Vice Squad
Tuesday, October 14, 2003
Jamaica Ginger Paralysis

The September 15, 2003 New Yorker included a fascinating story, "Jake Leg," by Dan Baum.
(The article is available for download here.) The article tells the tale of a strange
paralysis that may have affected as many as 100,000 Americans, primarily poor men, in the early 1930s.
Symptoms of the disease included paralyzed feet and partial to full paralysis of the legs, along with sexual
impotence. This large-scale public health disaster might be lost to history if it weren't for the efforts of
Dr. John Morgan, who has written quite a bit about it. (See, e.g., Morgan, John P., "The Jamaica Ginger
Paralysis." Journal of the American Medical Association 248(15): 1864-1867, October 15, 1982.)
An important source of information for Dr. Morgan has been references to jake leg in blues songs from the
early 1930s. Dan Baum interviewed Dr. Morgan and had access to Morgan's copious files for the
New Yorker article.

The Jamaica Ginger Paralysis was a product of national alcohol Prohibition, it seems. Jamaica ginger
extract ("jake") was a high-alcohol product, but as it was ostensibly intended for medicinal, not beverage
purposes, it could be legally manufactured and sold during Prohibition. Jake's high alcohol potency and
affordability made it particularly popular with poor drinkers. Consumption of adulterated (and poisonous)
jake seems to have been the cause of jake leg, the paralysis.

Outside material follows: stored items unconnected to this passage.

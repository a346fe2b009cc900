use cosmwasm_schema::cw_serde;
use cosmwasm_std::{Addr, HexBinary, StdError, Storage, Uint128};
use cw_storage_plus::{Item, Map};
use lz_endpoint_api::ChainId;

#[derive(thiserror::Error, Debug)]
pub enum Error {
    #[error(transparent)]
    Std(#[from] StdError),
    #[error("endpoint config is missing")]
    MissingConfig,
    #[error("no delivery is in flight")]
    PendingPayloadNotFound,
    #[error("nonce overflow")]
    NonceOverflow,
}

#[cw_serde]
pub struct Config {
    pub chain_id: ChainId,
    pub denom: String,
    pub base_fee: Uint128,
    pub fee_per_byte: Uint128,
}

#[cw_serde]
pub struct StoredPayload {
    pub dst_address: Addr,
    pub nonce: u64,
    pub payload: HexBinary,
}

#[cw_serde]
pub struct PendingPayload {
    pub src_chain_id: ChainId,
    pub src_address: HexBinary,
    pub stored: StoredPayload,
}

type PathKey = (u16, Vec<u8>);

const CONFIG: Item<Config> = Item::new("config");
const DEST_ENDPOINTS: Map<&Addr, Addr> = Map::new("dest_endpoints");
const INBOUND_NONCES: Map<PathKey, u64> = Map::new("inbound_nonces");
const OUTBOUND_NONCES: Map<(u16, &Addr), u64> = Map::new("outbound_nonces");
const STORED_PAYLOADS: Map<PathKey, StoredPayload> = Map::new("stored_payloads");
const PENDING_PAYLOAD: Item<PendingPayload> = Item::new("pending_payload");

fn path_key(src_chain_id: ChainId, src_address: &[u8]) -> PathKey {
    (src_chain_id.into(), src_address.to_vec())
}

pub fn load_config(storage: &dyn Storage) -> Result<Config, Error> {
    CONFIG.may_load(storage)?.ok_or(Error::MissingConfig)
}

pub fn save_config(storage: &mut dyn Storage, config: &Config) -> Result<(), Error> {
    Ok(CONFIG.save(storage, config)?)
}

pub fn save_dest_endpoint(
    storage: &mut dyn Storage,
    destination: &Addr,
    endpoint: &Addr,
) -> Result<(), Error> {
    Ok(DEST_ENDPOINTS.save(storage, destination, endpoint)?)
}

pub fn may_load_dest_endpoint(
    storage: &dyn Storage,
    destination: &Addr,
) -> Result<Option<Addr>, Error> {
    Ok(DEST_ENDPOINTS.may_load(storage, destination)?)
}

pub fn inbound_nonce(
    storage: &dyn Storage,
    src_chain_id: ChainId,
    src_address: &[u8],
) -> Result<u64, Error> {
    Ok(INBOUND_NONCES
        .may_load(storage, path_key(src_chain_id, src_address))?
        .unwrap_or_default())
}

pub fn save_inbound_nonce(
    storage: &mut dyn Storage,
    src_chain_id: ChainId,
    src_address: &[u8],
    nonce: u64,
) -> Result<(), Error> {
    Ok(INBOUND_NONCES.save(storage, path_key(src_chain_id, src_address), &nonce)?)
}

pub fn outbound_nonce(
    storage: &dyn Storage,
    dst_chain_id: ChainId,
    sender: &Addr,
) -> Result<u64, Error> {
    Ok(OUTBOUND_NONCES
        .may_load(storage, (dst_chain_id.into(), sender))?
        .unwrap_or_default())
}

/// Increments and returns the outbound nonce of `sender` towards `dst_chain_id`.
pub fn incr_outbound_nonce(
    storage: &mut dyn Storage,
    dst_chain_id: ChainId,
    sender: &Addr,
) -> Result<u64, Error> {
    let nonce = outbound_nonce(storage, dst_chain_id, sender)?
        .checked_add(1)
        .ok_or(Error::NonceOverflow)?;
    OUTBOUND_NONCES.save(storage, (dst_chain_id.into(), sender), &nonce)?;

    Ok(nonce)
}

pub fn may_load_stored_payload(
    storage: &dyn Storage,
    src_chain_id: ChainId,
    src_address: &[u8],
) -> Result<Option<StoredPayload>, Error> {
    Ok(STORED_PAYLOADS.may_load(storage, path_key(src_chain_id, src_address))?)
}

pub fn save_stored_payload(
    storage: &mut dyn Storage,
    src_chain_id: ChainId,
    src_address: &[u8],
    stored: &StoredPayload,
) -> Result<(), Error> {
    Ok(STORED_PAYLOADS.save(storage, path_key(src_chain_id, src_address), stored)?)
}

pub fn remove_stored_payload(storage: &mut dyn Storage, src_chain_id: ChainId, src_address: &[u8]) {
    STORED_PAYLOADS.remove(storage, path_key(src_chain_id, src_address))
}

pub fn save_pending_payload(storage: &mut dyn Storage, pending: &PendingPayload) -> Result<(), Error> {
    Ok(PENDING_PAYLOAD.save(storage, pending)?)
}

pub fn take_pending_payload(storage: &mut dyn Storage) -> Result<PendingPayload, Error> {
    let pending = PENDING_PAYLOAD
        .may_load(storage)?
        .ok_or(Error::PendingPayloadNotFound)?;
    PENDING_PAYLOAD.remove(storage);

    Ok(pending)
}
use cosmwasm_std::{to_json_binary, Binary, Deps, Env, HexBinary};
use error_stack::{Result, ResultExt};
use lz_endpoint_api::ChainId;
use relayer_wasm_std::permission_control;

use super::execute;
use crate::msg::ConfigResponse;
use crate::state;
use crate::Recipient;

#[derive(thiserror::Error, Debug)]
pub enum Error {
    #[error("failed to serialize the response")]
    JsonSerialization,
    #[error("failed to access the relayer state")]
    State,
    #[error("invalid recipient")]
    InvalidRecipient,
    #[error("failed to compute the relay fee")]
    Fee,
}

pub fn estimate_fee_relay(
    deps: Deps,
    env: Env,
    destination_chain_id: ChainId,
    recipient: HexBinary,
) -> Result<Binary, Error> {
    let config = state::load_config(deps.storage).change_context(Error::State)?;
    let payload = Recipient::try_from(recipient.as_slice())
        .change_context(Error::InvalidRecipient)?
        .abi_encode();

    let endpoint: lz_endpoint_api::Client =
        client::ContractClient::new(deps.querier, config.endpoint.clone()).into();
    let fee = execute::relay_fee(
        &endpoint,
        &config,
        &env.contract.address,
        destination_chain_id,
        payload,
    )
    .change_context(Error::Fee)?;

    to_json_binary(&fee).change_context(Error::JsonSerialization)
}

pub fn config(deps: Deps) -> Result<Binary, Error> {
    let config = state::load_config(deps.storage).change_context(Error::State)?;

    to_json_binary(&ConfigResponse::from(config)).change_context(Error::JsonSerialization)
}

pub fn trusted_remote(deps: Deps, chain_id: ChainId) -> Result<Binary, Error> {
    let path = state::may_load_trusted_remote(deps.storage, chain_id).change_context(Error::State)?;

    to_json_binary(&path).change_context(Error::JsonSerialization)
}

pub fn is_trusted_remote(deps: Deps, chain_id: ChainId, path: HexBinary) -> Result<Binary, Error> {
    let trusted = state::may_load_trusted_remote(deps.storage, chain_id)
        .change_context(Error::State)?
        .is_some_and(|trusted| trusted == path);

    to_json_binary(&trusted).change_context(Error::JsonSerialization)
}

pub fn failed_message(
    deps: Deps,
    src_chain_id: ChainId,
    src_address: HexBinary,
    nonce: u64,
) -> Result<Binary, Error> {
    let payload_hash =
        state::may_load_failed_message(deps.storage, src_chain_id, &src_address, nonce)
            .change_context(Error::State)?;

    to_json_binary(&payload_hash).change_context(Error::JsonSerialization)
}

pub fn admin(deps: Deps) -> Result<Binary, Error> {
    let admin = permission_control::admin(deps.storage).change_context(Error::State)?;

    to_json_binary(&admin).change_context(Error::JsonSerialization)
}

pub fn relays_sent(deps: Deps) -> Result<Binary, Error> {
    let count = state::RELAYS_SENT
        .current(deps.storage)
        .change_context(Error::State)?;

    to_json_binary(&count).change_context(Error::JsonSerialization)
}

If jake was able to be manufactured and sold legally during Prohibition, why would there be adulterated
versions or any significant problems with quality control? The reason lies in the desire that Prohibition
enforcers had to limit the size of the "for medicinal purposes" loophole. To prevent this particular end run
around Prohibition, regulations were enacted to make fluid extracts like jake unpalatable (in a manner
similar to the denaturing of alcohol intended for industrial purposes to preclude its diversion to
beverages.) It was in an effort to skirt these regulations, it seems, that led two shady Boston brothers
to adulterate their jake, and ultimately to paralyze many thousands of people.